╔══

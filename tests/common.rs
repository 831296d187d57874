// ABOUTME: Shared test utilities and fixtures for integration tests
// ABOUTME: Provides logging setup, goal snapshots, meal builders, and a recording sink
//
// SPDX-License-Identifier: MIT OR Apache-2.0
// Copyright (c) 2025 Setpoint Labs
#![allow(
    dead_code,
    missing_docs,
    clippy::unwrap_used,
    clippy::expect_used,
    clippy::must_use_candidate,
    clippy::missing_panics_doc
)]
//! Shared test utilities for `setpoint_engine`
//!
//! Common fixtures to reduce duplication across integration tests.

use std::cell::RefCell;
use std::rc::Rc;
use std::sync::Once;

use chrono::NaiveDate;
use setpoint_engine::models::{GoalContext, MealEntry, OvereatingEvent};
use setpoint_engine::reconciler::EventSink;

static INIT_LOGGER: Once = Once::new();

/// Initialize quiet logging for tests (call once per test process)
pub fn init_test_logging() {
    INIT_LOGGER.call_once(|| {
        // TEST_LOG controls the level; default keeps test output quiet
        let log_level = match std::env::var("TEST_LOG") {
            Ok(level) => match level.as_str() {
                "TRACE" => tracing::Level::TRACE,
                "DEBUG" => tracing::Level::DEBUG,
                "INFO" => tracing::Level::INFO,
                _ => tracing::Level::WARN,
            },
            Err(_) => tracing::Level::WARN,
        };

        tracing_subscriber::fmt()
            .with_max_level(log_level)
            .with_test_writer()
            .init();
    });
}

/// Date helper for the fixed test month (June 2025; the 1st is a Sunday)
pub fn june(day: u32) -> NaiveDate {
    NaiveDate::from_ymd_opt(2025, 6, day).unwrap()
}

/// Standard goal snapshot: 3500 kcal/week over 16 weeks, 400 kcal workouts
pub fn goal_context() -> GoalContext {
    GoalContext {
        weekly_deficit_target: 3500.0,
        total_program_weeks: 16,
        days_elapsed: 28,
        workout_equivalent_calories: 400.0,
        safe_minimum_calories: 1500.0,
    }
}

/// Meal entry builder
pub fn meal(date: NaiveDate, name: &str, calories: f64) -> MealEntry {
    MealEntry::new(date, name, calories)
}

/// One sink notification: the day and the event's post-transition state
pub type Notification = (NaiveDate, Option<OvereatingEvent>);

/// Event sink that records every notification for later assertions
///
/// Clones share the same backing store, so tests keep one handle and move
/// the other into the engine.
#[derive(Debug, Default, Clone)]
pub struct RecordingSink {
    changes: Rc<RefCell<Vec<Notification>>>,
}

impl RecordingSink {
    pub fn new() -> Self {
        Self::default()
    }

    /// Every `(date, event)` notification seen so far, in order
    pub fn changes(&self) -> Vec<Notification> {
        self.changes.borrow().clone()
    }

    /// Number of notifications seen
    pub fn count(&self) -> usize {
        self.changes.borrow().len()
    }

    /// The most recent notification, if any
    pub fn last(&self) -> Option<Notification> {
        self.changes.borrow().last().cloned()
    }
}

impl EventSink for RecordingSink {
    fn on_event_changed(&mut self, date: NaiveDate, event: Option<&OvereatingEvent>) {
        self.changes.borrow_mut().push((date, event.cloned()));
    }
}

╚══

_THE TASK_.
Please copy out every line in the listing that has the string "RecordingSink".

_WRITTEN RESPONSE_.
pub struct RecordingSink {
impl RecordingSink {
impl EventSink for RecordingSink {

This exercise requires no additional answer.